Within the listing below, please show every line carrying the string "AeadDecrypt".

++++++++++

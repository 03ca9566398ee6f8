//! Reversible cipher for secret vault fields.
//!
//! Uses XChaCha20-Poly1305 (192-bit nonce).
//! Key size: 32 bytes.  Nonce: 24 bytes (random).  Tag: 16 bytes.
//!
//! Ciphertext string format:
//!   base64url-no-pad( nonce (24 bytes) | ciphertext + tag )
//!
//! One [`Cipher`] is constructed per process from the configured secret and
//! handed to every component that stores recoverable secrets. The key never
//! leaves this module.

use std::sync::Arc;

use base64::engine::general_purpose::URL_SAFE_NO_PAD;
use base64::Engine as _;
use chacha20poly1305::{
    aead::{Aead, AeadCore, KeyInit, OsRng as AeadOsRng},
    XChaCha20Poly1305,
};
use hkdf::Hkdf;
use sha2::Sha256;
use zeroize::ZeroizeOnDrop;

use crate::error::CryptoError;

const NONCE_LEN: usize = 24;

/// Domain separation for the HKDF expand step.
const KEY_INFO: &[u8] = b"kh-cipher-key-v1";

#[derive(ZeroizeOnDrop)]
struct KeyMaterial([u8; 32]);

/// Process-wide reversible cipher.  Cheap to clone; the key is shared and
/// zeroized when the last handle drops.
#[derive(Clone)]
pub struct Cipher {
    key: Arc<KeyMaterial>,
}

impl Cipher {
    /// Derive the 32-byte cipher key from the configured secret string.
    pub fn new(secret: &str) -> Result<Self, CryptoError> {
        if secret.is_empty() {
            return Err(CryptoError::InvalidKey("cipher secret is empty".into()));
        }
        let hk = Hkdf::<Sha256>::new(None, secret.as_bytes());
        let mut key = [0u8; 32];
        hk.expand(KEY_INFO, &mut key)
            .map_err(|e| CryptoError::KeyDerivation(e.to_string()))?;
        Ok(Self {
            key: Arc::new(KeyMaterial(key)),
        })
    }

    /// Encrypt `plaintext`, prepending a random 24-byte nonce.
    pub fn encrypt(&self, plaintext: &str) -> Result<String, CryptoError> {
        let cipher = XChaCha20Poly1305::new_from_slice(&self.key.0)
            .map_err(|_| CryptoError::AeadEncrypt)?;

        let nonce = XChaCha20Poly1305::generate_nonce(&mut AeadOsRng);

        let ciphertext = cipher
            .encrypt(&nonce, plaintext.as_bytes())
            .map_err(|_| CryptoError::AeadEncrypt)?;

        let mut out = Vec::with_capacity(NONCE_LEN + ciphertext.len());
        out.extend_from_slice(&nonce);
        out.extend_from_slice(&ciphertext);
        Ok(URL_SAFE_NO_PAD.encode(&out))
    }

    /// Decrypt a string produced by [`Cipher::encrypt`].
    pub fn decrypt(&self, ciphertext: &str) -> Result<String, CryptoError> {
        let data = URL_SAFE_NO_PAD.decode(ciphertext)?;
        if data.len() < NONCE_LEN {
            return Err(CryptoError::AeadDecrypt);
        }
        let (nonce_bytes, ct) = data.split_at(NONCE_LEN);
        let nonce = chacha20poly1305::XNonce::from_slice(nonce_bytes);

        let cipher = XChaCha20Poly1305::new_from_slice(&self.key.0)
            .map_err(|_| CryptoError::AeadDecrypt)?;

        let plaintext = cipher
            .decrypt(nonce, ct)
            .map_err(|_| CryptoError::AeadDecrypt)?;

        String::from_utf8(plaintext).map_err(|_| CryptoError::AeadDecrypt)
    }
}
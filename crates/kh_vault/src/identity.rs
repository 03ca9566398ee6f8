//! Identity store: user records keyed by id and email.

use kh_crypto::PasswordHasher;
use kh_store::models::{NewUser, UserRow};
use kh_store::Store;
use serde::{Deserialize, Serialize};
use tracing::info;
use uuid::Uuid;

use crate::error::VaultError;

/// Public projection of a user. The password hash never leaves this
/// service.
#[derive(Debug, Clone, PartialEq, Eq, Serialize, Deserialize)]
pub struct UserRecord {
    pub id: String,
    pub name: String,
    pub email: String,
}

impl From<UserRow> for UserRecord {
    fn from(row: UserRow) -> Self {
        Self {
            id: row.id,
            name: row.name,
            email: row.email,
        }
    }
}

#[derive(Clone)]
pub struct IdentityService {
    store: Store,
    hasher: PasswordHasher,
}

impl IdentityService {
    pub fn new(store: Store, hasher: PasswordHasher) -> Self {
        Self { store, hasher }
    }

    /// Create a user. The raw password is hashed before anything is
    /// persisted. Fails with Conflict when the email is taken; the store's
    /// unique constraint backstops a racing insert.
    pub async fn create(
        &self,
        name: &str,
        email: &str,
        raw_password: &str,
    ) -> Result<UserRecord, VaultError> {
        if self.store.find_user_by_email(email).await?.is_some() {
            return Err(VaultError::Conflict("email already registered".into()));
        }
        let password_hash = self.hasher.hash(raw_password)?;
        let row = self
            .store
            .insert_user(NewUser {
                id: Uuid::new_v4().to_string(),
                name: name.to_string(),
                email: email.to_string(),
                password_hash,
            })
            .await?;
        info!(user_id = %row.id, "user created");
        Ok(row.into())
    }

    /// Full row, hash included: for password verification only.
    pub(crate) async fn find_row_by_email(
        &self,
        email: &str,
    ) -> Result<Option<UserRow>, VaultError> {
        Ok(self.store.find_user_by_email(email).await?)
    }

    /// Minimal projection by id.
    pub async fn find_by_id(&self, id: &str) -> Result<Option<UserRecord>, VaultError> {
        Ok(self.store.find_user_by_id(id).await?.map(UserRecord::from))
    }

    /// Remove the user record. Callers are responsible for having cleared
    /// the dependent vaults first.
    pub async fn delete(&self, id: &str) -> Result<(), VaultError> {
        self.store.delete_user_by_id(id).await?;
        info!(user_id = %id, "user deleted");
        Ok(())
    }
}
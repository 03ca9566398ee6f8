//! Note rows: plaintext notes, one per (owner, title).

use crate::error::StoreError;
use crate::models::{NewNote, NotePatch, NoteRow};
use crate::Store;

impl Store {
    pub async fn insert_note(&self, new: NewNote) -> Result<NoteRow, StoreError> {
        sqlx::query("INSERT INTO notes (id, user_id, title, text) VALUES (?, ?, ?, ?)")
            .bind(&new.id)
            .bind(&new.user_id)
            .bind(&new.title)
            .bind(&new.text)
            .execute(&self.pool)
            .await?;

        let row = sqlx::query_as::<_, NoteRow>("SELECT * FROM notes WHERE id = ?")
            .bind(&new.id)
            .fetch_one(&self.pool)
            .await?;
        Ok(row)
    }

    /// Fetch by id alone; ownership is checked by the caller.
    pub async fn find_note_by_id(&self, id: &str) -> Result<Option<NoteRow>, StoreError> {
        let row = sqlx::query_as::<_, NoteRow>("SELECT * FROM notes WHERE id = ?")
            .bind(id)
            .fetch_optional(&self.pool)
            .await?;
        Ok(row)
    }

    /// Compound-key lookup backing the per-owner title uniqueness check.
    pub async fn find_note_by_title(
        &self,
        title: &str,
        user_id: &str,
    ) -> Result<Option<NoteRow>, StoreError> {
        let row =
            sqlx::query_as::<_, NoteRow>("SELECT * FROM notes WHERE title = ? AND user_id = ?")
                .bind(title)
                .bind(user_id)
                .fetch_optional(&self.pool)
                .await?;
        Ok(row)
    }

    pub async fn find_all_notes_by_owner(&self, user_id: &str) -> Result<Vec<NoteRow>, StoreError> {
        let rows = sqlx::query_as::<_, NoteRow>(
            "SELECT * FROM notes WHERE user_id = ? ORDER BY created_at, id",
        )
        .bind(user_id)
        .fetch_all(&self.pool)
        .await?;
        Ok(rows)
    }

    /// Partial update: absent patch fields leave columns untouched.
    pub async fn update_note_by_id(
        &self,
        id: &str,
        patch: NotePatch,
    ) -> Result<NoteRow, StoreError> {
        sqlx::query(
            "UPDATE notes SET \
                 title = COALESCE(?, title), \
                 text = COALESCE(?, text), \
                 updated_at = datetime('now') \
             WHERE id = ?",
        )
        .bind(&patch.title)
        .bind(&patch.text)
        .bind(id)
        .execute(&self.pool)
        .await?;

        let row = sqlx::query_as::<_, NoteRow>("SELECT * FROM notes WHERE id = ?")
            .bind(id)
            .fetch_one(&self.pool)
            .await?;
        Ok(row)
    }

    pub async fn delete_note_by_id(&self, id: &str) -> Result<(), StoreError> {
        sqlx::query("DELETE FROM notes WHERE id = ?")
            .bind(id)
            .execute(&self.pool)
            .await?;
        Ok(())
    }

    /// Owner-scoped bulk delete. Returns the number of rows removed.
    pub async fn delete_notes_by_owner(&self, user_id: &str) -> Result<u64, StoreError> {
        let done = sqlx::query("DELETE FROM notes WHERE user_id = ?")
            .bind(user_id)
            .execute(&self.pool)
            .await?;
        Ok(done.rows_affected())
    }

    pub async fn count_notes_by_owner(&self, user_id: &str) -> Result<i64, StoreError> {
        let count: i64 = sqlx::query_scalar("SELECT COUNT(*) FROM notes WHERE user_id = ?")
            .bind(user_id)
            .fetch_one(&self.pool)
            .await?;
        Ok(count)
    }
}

++++++++++

_Result_
            return Err(CryptoError::AeadDecrypt);
            .map_err(|_| CryptoError::AeadDecrypt)?;
            .map_err(|_| CryptoError::AeadDecrypt)?;
        String::from_utf8(plaintext).map_err(|_| CryptoError::AeadDecrypt)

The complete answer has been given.